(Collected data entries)
==*==
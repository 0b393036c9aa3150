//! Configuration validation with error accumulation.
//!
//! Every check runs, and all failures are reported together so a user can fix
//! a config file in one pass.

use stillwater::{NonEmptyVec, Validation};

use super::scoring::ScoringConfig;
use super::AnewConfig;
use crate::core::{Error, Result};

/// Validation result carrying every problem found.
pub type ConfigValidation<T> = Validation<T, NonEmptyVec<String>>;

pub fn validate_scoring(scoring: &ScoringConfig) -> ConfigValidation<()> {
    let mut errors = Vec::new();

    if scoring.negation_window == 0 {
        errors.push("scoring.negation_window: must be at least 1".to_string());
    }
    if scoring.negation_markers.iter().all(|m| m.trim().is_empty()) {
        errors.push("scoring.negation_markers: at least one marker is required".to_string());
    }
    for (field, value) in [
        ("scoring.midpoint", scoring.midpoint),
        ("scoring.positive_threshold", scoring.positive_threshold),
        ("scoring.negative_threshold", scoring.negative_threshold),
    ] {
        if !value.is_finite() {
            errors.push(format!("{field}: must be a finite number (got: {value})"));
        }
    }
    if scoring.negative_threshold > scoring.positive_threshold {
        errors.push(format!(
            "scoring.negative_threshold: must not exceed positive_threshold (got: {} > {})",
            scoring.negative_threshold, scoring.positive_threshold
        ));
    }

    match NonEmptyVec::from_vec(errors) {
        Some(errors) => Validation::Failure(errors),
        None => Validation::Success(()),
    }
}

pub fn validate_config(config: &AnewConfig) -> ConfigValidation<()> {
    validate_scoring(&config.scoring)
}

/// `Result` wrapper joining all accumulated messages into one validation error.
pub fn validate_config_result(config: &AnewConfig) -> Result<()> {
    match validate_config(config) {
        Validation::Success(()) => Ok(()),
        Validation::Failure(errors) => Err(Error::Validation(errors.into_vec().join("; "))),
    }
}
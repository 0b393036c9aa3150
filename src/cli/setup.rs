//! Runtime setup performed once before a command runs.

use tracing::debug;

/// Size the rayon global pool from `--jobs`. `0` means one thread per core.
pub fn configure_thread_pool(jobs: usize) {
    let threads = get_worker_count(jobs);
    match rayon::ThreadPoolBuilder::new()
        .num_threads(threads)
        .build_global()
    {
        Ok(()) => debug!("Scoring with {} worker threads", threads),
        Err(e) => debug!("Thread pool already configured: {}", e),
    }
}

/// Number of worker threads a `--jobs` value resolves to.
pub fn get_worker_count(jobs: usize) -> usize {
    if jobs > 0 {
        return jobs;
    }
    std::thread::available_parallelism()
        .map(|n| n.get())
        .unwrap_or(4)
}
==*==
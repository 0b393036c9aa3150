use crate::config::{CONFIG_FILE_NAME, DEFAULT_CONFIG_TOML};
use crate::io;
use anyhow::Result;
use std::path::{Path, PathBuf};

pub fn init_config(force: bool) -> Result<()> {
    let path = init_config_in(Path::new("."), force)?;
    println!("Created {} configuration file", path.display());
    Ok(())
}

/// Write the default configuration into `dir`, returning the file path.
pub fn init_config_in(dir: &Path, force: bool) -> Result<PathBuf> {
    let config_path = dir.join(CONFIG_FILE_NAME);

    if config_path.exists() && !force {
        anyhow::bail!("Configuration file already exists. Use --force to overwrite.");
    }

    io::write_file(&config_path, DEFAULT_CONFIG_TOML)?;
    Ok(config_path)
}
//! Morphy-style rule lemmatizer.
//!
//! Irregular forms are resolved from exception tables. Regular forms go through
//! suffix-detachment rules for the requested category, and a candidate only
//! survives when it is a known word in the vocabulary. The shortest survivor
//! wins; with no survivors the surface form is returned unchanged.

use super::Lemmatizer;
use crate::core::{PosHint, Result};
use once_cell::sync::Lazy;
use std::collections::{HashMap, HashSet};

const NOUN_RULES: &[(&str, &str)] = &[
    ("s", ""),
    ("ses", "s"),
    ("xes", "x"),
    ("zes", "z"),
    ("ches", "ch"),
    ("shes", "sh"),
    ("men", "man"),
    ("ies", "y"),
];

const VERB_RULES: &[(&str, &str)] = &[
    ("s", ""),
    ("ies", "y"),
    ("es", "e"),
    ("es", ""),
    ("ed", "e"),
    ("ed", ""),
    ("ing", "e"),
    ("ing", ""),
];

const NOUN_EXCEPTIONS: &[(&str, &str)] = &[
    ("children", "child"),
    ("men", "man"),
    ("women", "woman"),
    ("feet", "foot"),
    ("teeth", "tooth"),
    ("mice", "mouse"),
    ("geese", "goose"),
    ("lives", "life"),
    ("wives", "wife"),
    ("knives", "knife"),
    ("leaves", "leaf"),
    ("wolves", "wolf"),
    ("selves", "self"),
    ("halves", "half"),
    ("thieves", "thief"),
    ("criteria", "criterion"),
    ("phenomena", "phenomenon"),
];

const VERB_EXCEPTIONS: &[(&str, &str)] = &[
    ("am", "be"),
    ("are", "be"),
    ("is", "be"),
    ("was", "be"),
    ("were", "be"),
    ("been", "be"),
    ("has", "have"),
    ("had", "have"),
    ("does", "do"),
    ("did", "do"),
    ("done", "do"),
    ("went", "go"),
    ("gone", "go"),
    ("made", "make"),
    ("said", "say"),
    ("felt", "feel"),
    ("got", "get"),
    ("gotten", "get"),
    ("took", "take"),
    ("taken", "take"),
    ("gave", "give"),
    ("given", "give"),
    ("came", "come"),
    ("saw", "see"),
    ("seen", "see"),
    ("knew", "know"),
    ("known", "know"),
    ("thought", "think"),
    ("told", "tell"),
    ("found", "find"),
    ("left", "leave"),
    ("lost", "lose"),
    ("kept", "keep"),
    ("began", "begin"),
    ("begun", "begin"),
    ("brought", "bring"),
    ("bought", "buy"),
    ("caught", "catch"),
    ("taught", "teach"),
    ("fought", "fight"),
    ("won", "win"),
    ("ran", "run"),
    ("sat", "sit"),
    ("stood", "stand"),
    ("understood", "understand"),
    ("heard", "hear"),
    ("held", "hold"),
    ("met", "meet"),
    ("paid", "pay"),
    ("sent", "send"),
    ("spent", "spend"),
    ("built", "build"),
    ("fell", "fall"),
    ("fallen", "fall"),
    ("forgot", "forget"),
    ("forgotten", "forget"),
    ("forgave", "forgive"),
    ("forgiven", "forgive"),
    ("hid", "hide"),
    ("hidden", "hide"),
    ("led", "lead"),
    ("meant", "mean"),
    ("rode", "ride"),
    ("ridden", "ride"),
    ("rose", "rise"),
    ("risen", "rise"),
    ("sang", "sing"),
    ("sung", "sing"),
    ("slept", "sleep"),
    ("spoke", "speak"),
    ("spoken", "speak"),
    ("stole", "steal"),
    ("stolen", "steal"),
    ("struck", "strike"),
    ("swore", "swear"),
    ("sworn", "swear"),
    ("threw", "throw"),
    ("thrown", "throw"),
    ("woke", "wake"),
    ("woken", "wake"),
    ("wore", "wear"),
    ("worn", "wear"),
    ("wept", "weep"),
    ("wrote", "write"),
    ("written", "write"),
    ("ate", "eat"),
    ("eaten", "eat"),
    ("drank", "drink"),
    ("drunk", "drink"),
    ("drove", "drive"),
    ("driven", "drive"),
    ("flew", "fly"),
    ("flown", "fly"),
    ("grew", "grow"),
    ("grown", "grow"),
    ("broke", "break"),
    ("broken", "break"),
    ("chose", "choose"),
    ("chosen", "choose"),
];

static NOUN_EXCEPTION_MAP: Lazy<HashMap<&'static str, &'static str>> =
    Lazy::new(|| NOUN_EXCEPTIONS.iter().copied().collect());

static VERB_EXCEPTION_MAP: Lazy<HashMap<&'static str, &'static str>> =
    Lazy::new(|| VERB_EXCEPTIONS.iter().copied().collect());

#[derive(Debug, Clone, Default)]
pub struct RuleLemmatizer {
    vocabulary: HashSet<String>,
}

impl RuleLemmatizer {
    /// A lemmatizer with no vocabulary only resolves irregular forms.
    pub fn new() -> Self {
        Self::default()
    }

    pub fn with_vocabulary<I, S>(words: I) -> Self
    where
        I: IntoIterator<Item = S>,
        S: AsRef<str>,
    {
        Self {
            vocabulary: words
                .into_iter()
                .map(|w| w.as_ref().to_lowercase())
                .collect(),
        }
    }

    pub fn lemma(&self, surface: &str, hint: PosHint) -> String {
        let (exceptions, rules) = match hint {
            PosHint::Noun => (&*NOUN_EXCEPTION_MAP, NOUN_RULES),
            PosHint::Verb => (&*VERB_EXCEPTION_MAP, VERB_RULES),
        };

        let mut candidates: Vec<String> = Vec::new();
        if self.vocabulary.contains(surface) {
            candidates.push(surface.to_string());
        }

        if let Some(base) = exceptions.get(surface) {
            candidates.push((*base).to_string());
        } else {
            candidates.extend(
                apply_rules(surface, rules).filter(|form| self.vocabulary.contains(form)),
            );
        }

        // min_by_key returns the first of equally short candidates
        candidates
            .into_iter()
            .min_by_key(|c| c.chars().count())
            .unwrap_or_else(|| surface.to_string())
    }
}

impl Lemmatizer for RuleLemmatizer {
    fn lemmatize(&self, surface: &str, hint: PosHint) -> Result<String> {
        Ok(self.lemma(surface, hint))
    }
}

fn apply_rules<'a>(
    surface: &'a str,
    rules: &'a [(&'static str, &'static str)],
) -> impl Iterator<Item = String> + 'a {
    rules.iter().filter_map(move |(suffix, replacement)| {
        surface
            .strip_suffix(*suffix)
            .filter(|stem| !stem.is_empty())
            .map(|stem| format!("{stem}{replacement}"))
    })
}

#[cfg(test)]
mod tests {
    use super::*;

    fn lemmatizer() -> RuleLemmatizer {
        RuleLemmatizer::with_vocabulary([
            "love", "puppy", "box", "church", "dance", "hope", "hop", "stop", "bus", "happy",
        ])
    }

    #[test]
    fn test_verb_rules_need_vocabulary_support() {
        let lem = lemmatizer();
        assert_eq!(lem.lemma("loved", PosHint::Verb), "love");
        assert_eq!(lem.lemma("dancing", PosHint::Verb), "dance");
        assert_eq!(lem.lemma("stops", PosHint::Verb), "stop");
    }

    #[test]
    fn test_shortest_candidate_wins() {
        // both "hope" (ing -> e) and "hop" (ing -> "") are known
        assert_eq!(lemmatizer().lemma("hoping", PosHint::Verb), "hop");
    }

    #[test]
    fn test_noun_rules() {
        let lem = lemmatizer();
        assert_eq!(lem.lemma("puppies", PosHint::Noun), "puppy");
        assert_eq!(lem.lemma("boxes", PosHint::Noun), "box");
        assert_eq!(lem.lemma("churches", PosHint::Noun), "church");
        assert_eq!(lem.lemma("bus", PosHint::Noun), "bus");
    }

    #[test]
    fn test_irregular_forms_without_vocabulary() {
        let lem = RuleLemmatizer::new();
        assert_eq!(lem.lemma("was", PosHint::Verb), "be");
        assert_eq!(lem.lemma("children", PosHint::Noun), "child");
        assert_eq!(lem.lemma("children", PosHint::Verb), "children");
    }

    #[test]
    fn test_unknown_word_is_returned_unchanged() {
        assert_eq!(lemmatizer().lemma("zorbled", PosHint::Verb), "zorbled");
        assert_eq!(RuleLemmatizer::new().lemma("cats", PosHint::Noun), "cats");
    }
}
==*==
Return, with no change at all, every line in the entries above from the line containing "if config_path.exists() &&" through the line containing "const VERB_RULES: &[(&str, &str)]".

=== Written response ===
    if config_path.exists() && !force {
        anyhow::bail!("Configuration file already exists. Use --force to overwrite.");
    }

    io::write_file(&config_path, DEFAULT_CONFIG_TOML)?;
    Ok(config_path)
}
//! Morphy-style rule lemmatizer.
//!
//! Irregular forms are resolved from exception tables. Regular forms go through
//! suffix-detachment rules for the requested category, and a candidate only
//! survives when it is a known word in the vocabulary. The shortest survivor
//! wins; with no survivors the surface form is returned unchanged.

use super::Lemmatizer;
use crate::core::{PosHint, Result};
use once_cell::sync::Lazy;
use std::collections::{HashMap, HashSet};

const NOUN_RULES: &[(&str, &str)] = &[
    ("s", ""),
    ("ses", "s"),
    ("xes", "x"),
    ("zes", "z"),
    ("ches", "ch"),
    ("shes", "sh"),
    ("men", "man"),
    ("ies", "y"),
];

const VERB_RULES: &[(&str, &str)] = &[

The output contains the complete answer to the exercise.